● **What you need to do**
Please show every line from the entries that carries the word "SocketAddr".

(Collected data)
= Beginning of Section =

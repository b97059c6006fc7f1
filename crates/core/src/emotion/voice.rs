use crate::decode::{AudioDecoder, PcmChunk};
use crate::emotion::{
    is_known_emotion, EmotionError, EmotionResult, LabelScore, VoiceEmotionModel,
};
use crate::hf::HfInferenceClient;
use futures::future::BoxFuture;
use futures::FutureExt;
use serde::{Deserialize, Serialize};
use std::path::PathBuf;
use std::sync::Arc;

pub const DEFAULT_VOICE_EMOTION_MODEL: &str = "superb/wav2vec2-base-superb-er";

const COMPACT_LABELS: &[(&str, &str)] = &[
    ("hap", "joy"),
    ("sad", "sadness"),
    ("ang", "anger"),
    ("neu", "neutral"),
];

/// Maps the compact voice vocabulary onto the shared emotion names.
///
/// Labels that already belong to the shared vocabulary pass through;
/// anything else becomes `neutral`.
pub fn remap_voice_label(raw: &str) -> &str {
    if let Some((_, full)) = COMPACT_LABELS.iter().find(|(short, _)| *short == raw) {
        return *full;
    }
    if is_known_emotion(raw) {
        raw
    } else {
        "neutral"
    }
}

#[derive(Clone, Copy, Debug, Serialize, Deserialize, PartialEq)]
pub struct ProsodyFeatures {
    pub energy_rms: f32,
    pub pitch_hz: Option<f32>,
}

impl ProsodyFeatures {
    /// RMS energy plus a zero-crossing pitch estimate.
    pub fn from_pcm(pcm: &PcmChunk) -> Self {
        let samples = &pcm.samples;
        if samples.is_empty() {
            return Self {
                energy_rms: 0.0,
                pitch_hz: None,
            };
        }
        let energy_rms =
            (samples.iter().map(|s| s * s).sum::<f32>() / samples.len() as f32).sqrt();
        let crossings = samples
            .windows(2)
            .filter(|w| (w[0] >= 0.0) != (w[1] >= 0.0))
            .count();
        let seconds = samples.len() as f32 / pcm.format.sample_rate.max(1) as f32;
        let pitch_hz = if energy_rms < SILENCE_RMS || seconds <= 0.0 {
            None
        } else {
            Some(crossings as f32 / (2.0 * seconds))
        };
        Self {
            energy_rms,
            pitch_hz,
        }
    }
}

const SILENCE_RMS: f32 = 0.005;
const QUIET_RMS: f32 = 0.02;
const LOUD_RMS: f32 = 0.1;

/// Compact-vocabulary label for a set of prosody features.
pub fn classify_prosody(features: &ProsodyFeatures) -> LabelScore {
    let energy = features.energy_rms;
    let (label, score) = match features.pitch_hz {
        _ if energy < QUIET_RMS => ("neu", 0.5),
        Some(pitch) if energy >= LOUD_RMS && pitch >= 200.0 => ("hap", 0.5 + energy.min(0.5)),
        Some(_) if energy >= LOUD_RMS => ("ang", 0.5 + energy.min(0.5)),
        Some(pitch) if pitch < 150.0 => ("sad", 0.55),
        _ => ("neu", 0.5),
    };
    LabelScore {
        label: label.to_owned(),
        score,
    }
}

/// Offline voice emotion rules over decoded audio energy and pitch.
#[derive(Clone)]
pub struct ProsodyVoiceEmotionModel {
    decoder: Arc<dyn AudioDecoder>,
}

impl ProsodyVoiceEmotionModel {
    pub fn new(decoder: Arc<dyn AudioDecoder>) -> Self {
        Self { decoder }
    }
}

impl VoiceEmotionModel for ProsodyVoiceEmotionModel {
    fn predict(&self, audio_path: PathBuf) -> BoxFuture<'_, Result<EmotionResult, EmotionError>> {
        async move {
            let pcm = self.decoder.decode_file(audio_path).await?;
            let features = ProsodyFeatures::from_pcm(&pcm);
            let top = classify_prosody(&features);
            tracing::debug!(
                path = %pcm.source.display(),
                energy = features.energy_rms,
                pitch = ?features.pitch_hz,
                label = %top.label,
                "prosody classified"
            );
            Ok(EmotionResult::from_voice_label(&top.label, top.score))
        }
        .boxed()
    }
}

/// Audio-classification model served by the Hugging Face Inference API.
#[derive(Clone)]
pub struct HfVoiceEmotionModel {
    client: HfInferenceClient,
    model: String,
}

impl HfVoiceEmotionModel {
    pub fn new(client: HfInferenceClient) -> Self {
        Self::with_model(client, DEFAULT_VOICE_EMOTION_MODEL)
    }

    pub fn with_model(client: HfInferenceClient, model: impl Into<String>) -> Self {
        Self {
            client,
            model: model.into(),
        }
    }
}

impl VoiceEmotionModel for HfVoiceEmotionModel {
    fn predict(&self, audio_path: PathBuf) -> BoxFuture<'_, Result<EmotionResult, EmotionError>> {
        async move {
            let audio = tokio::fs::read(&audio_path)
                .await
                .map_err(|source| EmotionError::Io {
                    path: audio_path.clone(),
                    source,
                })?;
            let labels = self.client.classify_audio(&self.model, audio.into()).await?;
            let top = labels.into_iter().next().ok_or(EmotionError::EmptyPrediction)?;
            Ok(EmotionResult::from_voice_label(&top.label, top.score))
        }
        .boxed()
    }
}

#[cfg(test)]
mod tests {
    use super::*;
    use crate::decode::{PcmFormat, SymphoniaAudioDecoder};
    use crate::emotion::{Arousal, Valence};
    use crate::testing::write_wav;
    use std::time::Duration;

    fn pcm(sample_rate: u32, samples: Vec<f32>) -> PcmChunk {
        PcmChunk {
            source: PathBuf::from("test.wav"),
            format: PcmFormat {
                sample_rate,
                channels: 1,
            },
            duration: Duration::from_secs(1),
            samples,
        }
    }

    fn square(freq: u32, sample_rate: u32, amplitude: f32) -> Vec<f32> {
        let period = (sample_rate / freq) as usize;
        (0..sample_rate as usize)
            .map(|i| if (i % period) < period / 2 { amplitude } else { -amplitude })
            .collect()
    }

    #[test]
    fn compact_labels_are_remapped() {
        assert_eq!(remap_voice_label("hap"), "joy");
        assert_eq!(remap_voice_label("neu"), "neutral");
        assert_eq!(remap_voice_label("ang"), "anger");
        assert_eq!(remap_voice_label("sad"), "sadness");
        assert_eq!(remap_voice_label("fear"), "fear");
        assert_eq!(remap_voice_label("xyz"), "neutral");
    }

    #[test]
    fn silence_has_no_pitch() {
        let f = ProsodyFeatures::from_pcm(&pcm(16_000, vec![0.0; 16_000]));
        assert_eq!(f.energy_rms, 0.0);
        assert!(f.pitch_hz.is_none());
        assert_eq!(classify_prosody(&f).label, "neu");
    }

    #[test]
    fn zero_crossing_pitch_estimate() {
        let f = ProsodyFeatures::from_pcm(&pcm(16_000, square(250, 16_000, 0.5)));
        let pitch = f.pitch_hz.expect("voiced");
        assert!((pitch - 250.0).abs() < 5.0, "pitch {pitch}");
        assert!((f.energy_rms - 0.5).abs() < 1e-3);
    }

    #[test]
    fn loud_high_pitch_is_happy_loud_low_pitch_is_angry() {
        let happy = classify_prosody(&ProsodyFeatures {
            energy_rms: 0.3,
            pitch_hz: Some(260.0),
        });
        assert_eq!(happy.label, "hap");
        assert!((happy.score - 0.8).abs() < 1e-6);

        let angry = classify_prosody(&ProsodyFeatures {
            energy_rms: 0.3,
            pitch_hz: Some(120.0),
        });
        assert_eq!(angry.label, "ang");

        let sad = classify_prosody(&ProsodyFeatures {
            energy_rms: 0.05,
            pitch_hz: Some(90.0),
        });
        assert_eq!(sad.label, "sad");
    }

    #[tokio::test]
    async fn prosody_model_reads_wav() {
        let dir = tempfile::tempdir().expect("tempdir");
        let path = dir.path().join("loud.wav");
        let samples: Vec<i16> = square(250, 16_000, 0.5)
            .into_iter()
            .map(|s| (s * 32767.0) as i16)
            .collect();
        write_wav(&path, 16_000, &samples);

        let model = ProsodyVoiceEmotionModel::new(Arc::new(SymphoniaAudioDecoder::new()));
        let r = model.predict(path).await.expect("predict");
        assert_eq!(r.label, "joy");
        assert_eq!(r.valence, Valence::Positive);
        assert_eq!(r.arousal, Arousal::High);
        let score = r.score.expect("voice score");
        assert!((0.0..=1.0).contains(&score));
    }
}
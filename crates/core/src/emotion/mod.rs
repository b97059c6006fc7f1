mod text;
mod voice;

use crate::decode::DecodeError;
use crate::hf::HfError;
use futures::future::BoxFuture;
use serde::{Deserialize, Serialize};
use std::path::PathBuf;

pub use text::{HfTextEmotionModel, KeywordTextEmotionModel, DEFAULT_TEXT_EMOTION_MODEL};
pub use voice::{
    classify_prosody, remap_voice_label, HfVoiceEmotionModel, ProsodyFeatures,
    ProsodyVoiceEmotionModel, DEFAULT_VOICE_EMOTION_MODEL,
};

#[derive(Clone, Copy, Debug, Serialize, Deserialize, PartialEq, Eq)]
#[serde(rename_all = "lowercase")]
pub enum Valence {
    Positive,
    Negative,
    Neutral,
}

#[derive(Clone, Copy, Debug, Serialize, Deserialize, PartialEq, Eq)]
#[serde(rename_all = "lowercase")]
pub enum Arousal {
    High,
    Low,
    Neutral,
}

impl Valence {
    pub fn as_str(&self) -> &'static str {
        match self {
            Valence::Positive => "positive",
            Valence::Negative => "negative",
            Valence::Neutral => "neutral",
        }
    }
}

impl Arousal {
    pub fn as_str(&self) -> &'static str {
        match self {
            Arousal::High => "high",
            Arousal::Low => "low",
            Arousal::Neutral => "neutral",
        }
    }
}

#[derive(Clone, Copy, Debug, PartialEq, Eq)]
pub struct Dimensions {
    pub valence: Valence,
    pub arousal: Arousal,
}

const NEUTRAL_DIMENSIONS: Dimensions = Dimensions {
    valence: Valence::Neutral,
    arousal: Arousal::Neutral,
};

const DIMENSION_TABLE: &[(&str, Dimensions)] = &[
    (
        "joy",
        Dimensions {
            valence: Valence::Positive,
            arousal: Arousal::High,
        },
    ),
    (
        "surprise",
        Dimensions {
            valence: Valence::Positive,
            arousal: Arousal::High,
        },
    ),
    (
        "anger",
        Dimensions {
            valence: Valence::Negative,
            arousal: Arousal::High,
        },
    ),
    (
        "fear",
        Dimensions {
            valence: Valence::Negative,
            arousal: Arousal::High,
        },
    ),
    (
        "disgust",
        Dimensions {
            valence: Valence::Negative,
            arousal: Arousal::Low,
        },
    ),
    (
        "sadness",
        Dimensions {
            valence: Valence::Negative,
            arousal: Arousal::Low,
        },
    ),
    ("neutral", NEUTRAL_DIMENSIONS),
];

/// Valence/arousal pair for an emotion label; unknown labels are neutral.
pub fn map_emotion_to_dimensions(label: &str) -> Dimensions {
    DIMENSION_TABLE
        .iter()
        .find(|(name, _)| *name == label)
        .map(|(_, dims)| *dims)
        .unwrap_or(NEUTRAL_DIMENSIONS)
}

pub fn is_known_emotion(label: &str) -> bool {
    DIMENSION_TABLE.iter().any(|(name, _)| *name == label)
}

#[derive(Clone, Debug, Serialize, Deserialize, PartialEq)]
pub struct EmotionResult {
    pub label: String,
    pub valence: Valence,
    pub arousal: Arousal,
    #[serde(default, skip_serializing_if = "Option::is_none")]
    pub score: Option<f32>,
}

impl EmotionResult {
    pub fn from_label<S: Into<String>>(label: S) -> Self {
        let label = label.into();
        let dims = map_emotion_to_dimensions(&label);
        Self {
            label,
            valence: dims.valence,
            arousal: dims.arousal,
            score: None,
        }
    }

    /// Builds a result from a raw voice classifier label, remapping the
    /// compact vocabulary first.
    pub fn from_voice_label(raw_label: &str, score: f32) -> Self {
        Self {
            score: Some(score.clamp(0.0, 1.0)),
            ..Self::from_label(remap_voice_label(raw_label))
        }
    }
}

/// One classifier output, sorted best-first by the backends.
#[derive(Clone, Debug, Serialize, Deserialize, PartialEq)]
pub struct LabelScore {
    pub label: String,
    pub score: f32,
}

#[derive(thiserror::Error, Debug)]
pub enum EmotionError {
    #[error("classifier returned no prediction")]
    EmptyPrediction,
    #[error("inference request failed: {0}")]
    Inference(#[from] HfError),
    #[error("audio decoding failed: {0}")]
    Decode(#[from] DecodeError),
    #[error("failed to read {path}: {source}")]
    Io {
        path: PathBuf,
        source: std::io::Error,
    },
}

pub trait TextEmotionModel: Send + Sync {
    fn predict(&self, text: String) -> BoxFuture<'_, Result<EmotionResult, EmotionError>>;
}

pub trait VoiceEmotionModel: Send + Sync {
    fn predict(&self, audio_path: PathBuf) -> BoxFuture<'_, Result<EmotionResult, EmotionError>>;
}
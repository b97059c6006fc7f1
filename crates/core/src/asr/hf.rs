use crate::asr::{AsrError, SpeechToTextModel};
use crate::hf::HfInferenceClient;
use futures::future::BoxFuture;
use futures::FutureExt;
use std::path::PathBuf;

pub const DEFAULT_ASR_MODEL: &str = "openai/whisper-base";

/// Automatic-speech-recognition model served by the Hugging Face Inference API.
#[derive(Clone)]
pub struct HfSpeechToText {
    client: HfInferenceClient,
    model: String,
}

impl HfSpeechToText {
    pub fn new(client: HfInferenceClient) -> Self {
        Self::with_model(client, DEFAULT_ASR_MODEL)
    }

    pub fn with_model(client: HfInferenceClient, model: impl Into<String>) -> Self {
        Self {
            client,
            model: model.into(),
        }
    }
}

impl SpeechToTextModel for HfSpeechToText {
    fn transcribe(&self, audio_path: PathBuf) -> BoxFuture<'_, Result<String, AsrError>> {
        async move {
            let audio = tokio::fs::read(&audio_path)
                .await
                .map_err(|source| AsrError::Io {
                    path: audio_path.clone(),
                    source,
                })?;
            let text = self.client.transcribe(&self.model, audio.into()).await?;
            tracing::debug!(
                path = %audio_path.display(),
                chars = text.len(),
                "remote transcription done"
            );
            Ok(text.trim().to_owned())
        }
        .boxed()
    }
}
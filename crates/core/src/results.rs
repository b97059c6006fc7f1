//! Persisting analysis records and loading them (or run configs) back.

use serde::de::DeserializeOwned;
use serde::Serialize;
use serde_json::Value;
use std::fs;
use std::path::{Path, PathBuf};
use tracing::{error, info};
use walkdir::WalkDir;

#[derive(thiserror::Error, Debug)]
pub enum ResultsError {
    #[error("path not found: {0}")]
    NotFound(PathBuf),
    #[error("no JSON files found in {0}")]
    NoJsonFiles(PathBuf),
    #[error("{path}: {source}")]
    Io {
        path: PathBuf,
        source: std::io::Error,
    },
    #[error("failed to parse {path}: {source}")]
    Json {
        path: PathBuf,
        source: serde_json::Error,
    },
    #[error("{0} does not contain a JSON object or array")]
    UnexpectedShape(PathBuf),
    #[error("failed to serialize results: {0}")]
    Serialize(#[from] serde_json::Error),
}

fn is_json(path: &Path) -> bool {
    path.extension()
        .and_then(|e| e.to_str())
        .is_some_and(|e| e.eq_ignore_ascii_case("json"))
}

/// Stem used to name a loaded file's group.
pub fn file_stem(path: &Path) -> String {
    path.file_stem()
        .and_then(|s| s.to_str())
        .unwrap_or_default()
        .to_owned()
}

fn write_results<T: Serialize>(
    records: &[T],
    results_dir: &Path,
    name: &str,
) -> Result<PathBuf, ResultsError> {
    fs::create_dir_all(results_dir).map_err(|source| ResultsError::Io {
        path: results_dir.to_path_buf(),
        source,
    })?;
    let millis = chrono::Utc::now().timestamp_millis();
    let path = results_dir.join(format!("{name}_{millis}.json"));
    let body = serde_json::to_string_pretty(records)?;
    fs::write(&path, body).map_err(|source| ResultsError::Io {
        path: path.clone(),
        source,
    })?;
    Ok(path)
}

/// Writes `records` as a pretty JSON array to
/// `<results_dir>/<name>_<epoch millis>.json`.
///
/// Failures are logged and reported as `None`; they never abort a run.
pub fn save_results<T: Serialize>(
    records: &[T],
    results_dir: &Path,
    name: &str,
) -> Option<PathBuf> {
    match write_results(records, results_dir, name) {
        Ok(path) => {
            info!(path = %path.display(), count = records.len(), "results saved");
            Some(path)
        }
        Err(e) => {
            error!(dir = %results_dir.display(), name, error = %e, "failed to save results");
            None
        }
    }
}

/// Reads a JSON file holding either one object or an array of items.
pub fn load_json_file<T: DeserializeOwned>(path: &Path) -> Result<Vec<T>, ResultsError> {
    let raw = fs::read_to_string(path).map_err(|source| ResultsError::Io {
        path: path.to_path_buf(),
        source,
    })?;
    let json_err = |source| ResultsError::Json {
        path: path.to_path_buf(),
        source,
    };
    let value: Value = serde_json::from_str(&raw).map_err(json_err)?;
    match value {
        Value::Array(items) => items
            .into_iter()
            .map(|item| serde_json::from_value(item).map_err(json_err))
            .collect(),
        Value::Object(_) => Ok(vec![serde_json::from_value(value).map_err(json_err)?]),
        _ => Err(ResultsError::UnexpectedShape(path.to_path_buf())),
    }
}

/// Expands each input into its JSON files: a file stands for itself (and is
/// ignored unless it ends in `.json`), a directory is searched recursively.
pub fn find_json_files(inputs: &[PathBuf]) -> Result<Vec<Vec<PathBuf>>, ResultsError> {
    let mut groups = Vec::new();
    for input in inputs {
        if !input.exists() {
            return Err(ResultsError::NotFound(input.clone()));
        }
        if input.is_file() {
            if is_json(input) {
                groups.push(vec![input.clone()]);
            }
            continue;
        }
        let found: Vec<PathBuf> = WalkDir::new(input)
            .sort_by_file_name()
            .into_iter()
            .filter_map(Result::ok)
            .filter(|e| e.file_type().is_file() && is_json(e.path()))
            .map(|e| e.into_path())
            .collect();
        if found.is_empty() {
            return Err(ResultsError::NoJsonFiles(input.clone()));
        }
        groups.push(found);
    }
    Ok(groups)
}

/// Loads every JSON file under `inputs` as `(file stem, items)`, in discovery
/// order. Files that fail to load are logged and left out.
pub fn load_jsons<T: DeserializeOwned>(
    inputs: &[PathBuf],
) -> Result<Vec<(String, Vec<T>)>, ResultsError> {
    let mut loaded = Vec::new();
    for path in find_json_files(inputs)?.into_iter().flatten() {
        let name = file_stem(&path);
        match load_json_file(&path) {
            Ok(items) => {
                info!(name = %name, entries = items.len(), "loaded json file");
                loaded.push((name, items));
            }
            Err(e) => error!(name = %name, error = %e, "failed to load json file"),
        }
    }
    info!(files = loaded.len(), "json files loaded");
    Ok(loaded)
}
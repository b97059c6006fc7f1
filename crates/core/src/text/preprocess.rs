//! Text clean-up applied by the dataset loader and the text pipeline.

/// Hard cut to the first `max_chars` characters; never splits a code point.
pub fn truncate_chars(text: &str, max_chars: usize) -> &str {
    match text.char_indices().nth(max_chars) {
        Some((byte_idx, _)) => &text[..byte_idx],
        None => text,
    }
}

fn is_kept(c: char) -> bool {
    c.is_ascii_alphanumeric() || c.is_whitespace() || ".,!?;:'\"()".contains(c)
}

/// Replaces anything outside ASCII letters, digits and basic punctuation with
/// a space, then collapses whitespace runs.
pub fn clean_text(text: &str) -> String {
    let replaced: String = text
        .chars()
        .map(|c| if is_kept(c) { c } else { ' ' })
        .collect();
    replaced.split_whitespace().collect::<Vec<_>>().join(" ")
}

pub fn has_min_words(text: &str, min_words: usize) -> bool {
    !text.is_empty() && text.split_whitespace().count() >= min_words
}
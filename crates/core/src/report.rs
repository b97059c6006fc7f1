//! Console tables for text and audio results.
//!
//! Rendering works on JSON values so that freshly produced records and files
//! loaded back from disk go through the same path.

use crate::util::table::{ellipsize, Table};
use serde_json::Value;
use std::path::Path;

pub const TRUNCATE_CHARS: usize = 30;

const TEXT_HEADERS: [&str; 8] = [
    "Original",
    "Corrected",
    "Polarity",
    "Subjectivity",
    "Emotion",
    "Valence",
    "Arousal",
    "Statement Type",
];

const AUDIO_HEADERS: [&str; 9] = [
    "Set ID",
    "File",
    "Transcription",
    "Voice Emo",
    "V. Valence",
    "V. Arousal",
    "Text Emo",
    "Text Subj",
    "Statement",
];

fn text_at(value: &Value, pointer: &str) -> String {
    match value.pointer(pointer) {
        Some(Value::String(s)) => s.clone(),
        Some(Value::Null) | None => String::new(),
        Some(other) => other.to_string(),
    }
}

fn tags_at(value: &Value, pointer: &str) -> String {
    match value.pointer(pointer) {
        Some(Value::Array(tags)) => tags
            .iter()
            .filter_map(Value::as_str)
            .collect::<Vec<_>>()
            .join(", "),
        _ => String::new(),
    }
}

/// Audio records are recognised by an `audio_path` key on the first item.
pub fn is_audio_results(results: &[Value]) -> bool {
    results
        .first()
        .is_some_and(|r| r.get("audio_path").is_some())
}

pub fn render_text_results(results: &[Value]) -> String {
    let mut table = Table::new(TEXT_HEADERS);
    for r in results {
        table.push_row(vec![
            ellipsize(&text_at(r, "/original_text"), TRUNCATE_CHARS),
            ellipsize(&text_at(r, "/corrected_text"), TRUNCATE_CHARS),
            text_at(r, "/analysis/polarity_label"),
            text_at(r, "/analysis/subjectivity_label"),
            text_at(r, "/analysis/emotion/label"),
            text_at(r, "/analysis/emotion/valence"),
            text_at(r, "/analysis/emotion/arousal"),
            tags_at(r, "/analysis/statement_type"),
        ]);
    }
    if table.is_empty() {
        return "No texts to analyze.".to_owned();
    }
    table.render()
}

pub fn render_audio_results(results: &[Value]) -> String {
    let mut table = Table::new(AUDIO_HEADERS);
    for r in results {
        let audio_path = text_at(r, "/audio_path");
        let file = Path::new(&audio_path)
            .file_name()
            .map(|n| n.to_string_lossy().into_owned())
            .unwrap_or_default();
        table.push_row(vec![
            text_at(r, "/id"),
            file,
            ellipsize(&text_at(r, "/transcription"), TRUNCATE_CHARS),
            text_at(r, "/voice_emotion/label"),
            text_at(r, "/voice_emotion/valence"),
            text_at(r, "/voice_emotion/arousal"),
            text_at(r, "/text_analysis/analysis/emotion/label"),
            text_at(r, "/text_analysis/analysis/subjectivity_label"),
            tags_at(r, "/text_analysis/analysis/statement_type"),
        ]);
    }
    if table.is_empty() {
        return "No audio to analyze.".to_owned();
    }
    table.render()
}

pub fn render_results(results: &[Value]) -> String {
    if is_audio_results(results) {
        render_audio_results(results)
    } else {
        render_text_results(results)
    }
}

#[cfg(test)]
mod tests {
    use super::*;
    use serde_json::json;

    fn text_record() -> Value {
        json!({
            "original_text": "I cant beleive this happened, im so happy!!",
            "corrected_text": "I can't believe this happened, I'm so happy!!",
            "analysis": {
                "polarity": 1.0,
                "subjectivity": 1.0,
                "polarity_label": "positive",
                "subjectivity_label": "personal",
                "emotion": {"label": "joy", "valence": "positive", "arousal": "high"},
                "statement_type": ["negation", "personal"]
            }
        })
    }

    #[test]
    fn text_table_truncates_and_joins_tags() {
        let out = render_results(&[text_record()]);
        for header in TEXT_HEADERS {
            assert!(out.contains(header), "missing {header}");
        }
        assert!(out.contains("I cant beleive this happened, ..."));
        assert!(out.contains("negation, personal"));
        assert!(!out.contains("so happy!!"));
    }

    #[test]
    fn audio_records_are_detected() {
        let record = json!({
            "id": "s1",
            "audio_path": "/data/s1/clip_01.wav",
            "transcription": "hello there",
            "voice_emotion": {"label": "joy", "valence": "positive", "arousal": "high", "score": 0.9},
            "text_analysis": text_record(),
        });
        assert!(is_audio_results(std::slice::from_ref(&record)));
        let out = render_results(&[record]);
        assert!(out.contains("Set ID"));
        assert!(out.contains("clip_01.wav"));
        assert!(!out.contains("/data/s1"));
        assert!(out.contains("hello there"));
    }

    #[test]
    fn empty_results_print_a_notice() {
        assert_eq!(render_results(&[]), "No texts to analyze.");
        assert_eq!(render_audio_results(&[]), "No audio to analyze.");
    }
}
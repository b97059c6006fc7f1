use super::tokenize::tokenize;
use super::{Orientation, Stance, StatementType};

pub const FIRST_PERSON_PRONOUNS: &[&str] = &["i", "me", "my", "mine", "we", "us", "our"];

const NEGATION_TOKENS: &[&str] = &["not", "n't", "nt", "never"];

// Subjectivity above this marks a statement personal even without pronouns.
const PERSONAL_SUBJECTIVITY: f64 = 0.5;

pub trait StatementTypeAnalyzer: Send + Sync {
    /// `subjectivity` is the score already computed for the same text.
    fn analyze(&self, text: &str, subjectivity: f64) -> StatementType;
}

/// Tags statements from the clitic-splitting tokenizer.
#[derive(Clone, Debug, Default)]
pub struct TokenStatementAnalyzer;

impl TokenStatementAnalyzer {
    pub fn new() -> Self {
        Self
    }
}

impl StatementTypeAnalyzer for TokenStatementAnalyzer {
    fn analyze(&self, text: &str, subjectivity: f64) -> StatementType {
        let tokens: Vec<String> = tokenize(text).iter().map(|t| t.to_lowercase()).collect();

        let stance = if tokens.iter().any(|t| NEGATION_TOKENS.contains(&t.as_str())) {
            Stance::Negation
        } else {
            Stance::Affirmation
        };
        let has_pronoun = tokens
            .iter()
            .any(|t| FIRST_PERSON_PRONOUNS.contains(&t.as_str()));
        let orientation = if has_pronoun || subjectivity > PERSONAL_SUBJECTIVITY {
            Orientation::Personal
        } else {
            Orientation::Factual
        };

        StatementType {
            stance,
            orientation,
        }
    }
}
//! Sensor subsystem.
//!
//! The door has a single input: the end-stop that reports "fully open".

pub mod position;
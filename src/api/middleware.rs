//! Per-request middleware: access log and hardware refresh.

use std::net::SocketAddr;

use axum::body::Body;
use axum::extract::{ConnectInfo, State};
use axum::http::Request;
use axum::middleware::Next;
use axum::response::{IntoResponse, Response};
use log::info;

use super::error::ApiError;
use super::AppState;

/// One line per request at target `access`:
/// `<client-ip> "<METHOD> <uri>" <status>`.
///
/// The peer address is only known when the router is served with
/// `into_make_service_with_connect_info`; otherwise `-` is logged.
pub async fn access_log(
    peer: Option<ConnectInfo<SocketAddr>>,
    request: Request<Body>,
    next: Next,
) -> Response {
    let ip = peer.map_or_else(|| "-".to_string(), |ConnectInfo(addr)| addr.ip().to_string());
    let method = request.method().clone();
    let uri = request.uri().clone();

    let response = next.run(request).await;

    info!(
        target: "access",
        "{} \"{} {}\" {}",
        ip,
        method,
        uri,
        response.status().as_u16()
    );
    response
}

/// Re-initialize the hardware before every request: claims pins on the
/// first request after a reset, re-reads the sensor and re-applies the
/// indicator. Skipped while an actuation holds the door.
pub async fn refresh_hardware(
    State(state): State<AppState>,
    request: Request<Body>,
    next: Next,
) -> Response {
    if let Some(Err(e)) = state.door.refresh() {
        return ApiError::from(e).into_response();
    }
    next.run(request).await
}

= End of Section =

● **Result for this task**
use std::net::SocketAddr;
    peer: Option<ConnectInfo<SocketAddr>>,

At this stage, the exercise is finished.